Ah, sim: subir escadas de um andar para outro pode ser uma atividade no grupo do deslocamento. Quem faz isso porque quer se exercitar provavelmente segue em ritmo constante. Já quem precisa encarar degraus porque não tem alternativa geralmente para no caminho, conversa com o outro, vai de qualquer jeito.
Por fim, a atividade física nas horas livres é aquela que alguém faz porque quer se movimentar, em geral com maior segurança e com a cabeça mais leve.
O Brasil está se mexendo?
Se, para avaliar se a coisa está melhorando, teríamos de olhar para a atividade física nas horas livres e não para a atividade física global — a soma de todas — , os números brasileiros podem surpreender.
À primeira vista, examinando o último Vigitel — pesquisa do Ministério da Saúde —, 37% dos entrevistados não praticavam atividade física o suficiente. "Mas, na realidade, a porcentagem de pessoas que fazem atividade física nos deslocamentos continua a mesma, enquanto aquela no trabalho diminuiu. Em compensação, a da horas livres aumentou, o que é ótimo".
Em 2009, somente 39,8% dos homens brasileiros aproveitavam os momentos de lazer para mexer o corpo e 22,2% das mulheres do país faziam o mesmo. Hoje, são 45,8% e 36,2%, respectivamente. É pouco, mas é um avanço.

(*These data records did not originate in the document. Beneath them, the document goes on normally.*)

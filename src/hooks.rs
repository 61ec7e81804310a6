//! Signals emitted after a mutation has been committed
use crate::lifecycle::InvoiceStatus;

/// Cache scopes that a presentation layer keys its data on.
#[derive(Debug, Clone, Copy, PartialEq, Eq, Hash)]
pub enum CacheTag {
    Invoices,
    Dashboard,
    Parts,
}

#[derive(Debug, Clone, Copy, PartialEq, Eq)]
pub enum MutationKind {
    Created,
    Updated,
    StatusChanged {
        from: InvoiceStatus,
        to: InvoiceStatus,
    },
    Deleted,
    Duplicated,
}

#[derive(Debug, Clone, PartialEq, Eq)]
pub struct MutationEvent {
    pub invoice_id: String,
    pub invoice_number: String,
    pub kind: MutationKind,
    pub tags: Vec<CacheTag>,
    /// `Invoice::fingerprint` after the write, `None` once deleted.
    pub revision: Option<String>,
}

impl CacheTag {
    pub fn as_str(&self) -> &'static str {
        match self {
            CacheTag::Invoices => "invoices",
            CacheTag::Dashboard => "dashboard",
            CacheTag::Parts => "parts",
        }
    }
}

impl MutationEvent {
    pub fn new(
        invoice_id: &str,
        invoice_number: &str,
        kind: MutationKind,
        touched_stock: bool,
        revision: Option<String>,
    ) -> Self {
        let mut tags = vec![CacheTag::Invoices, CacheTag::Dashboard];
        if touched_stock {
            tags.push(CacheTag::Parts);
        }

        Self {
            invoice_id: invoice_id.to_string(),
            invoice_number: invoice_number.to_string(),
            kind,
            tags,
            revision,
        }
    }
}

/// Invalidation callback, run once per committed mutation.
pub trait InvalidationHook: Send + Sync {
    fn invalidate(&self, event: &MutationEvent);
}

impl<F> InvalidationHook for F
where
    F: Fn(&MutationEvent) + Send + Sync,
{
    fn invalidate(&self, event: &MutationEvent) {
        self(event)
    }
}

#[cfg(test)]
mod tests {
    use super::*;

    #[test]
    fn stock_changes_add_parts_tag() {
        let plain = MutationEvent::new("inv_1", "FAC-2026-0001", MutationKind::Updated, false, None);
        let issued = MutationEvent::new(
            "inv_1",
            "FAC-2026-0001",
            MutationKind::StatusChanged {
                from: InvoiceStatus::Draft,
                to: InvoiceStatus::Issued,
            },
            true,
            None,
        );

        assert_eq!(plain.tags, vec![CacheTag::Invoices, CacheTag::Dashboard]);
        assert!(issued.tags.contains(&CacheTag::Parts));
        assert_eq!(CacheTag::Dashboard.as_str(), "dashboard");
    }
}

É possível melhorar ainda mais?
"O fechamento de ruas em dias especiais e nos finais de semana funciona, como acontece na avenida Paulista, em São Paulo, e na orla de cidades litorâneas, como o Rio de Janeiro", sugere Hallal, baseando-se em estudos. Um deles revela que, se não dá para investir em tudo, compensa mais gastar recursos em ambiente — com parques, calçadas iluminadas e segurança — para que as pessoas se sintam naturalmente propensas a se movimentar do que em campanhas tentando convencê-las a sair do sofá.

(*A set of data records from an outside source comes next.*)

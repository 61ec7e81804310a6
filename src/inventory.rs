//! Parts consumed by invoice lines
use crate::error::InvoiceError;
use crate::invoice::{InvoiceItem, LineKind};
use rust_decimal::Decimal;
use std::collections::BTreeMap;

#[derive(minicbor::Encode, minicbor::Decode, Debug, Clone, PartialEq, Eq)]
pub struct Part {
    #[n(0)]
    pub id: String, // bech32 "part_" id
    #[n(1)]
    pub reference: String,
    #[n(2)]
    pub name: String,
    #[n(3)]
    #[cbor(with = "crate::types::decimal")]
    pub stock_qty: Decimal,
    #[n(4)]
    #[cbor(with = "crate::types::decimal")]
    pub unit_price_ht: Decimal,
}

#[derive(Debug, Clone, Copy, PartialEq, Eq)]
pub enum StockMove {
    Consume,
    Restore,
}

impl Part {
    pub fn new(
        reference: &str,
        name: &str,
        stock_qty: Decimal,
        unit_price_ht: Decimal,
    ) -> anyhow::Result<Self> {
        Ok(Self {
            id: crate::utils::new_part_id()?,
            reference: reference.to_string(),
            name: name.to_string(),
            stock_qty,
            unit_price_ht,
        })
    }

    pub fn stock_after(
        &self,
        movement: StockMove,
        quantity: Decimal,
    ) -> Result<Decimal, InvoiceError> {
        let remaining = match movement {
            StockMove::Consume => self.stock_qty.checked_sub(quantity),
            StockMove::Restore => self.stock_qty.checked_add(quantity),
        };
        remaining.ok_or_else(|| quantity_overflow(&self.id))
    }
}

/// Total quantity per referenced part across the PART lines.
pub fn part_quantities(
    items: &[InvoiceItem],
) -> Result<BTreeMap<String, Decimal>, InvoiceError> {
    let mut quantities = BTreeMap::new();

    for item in items.iter().filter(|item| item.kind == LineKind::Part) {
        if let Some(part_id) = &item.part_id {
            let total = quantities.entry(part_id.clone()).or_insert(Decimal::ZERO);
            *total = total
                .checked_add(item.quantity)
                .ok_or_else(|| quantity_overflow(part_id))?;
        }
    }

    Ok(quantities)
}

fn quantity_overflow(part_id: &str) -> InvoiceError {
    InvoiceError::Validation(format!("quantité trop élevée pour la pièce {part_id}"))
}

"Outra sugestão seria a retomada de academias populares com profissionais de educação física e aulas, como as que o Brasil criou, geralmente próximas às UBS (Unidades Básicas de Saúde), há alguns anos", diz Hallal. "De uns tempos para cá, porém, elas caíram quase no esquecimento."
Aulas de educação física
Provoco o professor sobre o tema. Afinal, ele liderou a elaboração do Guia de Atividade Física para a População Brasileira do Ministério da Saúde, que recomenda três aulas de educação física por semana desde o ensino fundamental até o ensino médio. Até agora, isso não saiu do papel. "O guia parece um pouco boicotado", lamenta. "A porta de entrada para o mundo da atividade física, que posteriormente desperta a vontade de praticá-la nas horas livres, é mesmo a escola", reconhece.

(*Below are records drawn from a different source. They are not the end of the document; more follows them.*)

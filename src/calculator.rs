//! Line and document totals (HT, VAT, TTC)
//!
//! All arithmetic is done on `Decimal` without intermediate rounding, so the
//! document totals are the exact sums of the line amounts and recomputing from
//! the same inputs always produces the same values.
use crate::error::InvoiceError;
use crate::types::Money;
use rust_decimal::Decimal;

const HUNDRED: Decimal = Decimal::ONE_HUNDRED;

/// The numeric part of a line, already validated by the caller.
#[derive(Debug, Clone, Copy, PartialEq, Eq)]
pub struct LineInput {
    pub quantity: Decimal,
    pub unit_price_ht: Decimal,
    pub vat_rate: Decimal,
}

#[derive(Debug, Clone, Copy, PartialEq, Eq)]
pub struct LineAmounts {
    pub total_ht: Money,
    pub vat: Money,
    pub total_ttc: Money,
}

#[derive(Debug, Clone, Copy, Default, PartialEq, Eq)]
pub struct Totals {
    pub subtotal_ht: Money,
    pub vat_total: Money,
    pub total_ttc: Money,
}

impl LineInput {
    pub fn new(quantity: Decimal, unit_price_ht: Decimal, vat_rate: Decimal) -> Self {
        Self {
            quantity,
            unit_price_ht,
            vat_rate,
        }
    }
}

fn overflow() -> InvoiceError {
    InvoiceError::Validation("montant trop élevé".into())
}

/// Fails instead of overflowing `Decimal` on very large quantities or prices.
pub fn line_amounts(line: &LineInput) -> Result<LineAmounts, InvoiceError> {
    let total_ht = line
        .quantity
        .checked_mul(line.unit_price_ht)
        .ok_or_else(overflow)?;
    let vat = total_ht
        .checked_mul(line.vat_rate)
        .and_then(|vat| vat.checked_div(HUNDRED))
        .ok_or_else(overflow)?;
    let total_ttc = total_ht.checked_add(vat).ok_or_else(overflow)?;

    Ok(LineAmounts {
        total_ht: Money::new(total_ht),
        vat: Money::new(vat),
        total_ttc: Money::new(total_ttc),
    })
}

pub fn compute_totals<'a, I>(lines: I) -> Result<Totals, InvoiceError>
where
    I: IntoIterator<Item = &'a LineInput>,
{
    let mut subtotal_ht = Money::ZERO;
    let mut vat_total = Money::ZERO;

    for line in lines {
        let amounts = line_amounts(line)?;
        subtotal_ht = subtotal_ht
            .checked_add(amounts.total_ht)
            .ok_or_else(overflow)?;
        vat_total = vat_total.checked_add(amounts.vat).ok_or_else(overflow)?;
    }

    Ok(Totals {
        subtotal_ht,
        vat_total,
        total_ttc: subtotal_ht.checked_add(vat_total).ok_or_else(overflow)?,
    })
}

Em um trabalho realizado por um de seus alunos, o educador físico Carlos Alex Martins Soares, vê-se que, nas capitais brasileiras onde há mais aulas de educação física, a população é mais ativa. Lançado em 2021 e sem ser divulgado com entusiasmo inclusive pelo governo atual, o Guia de Atividade Física para a População Brasileira precisa sair do banho-maria.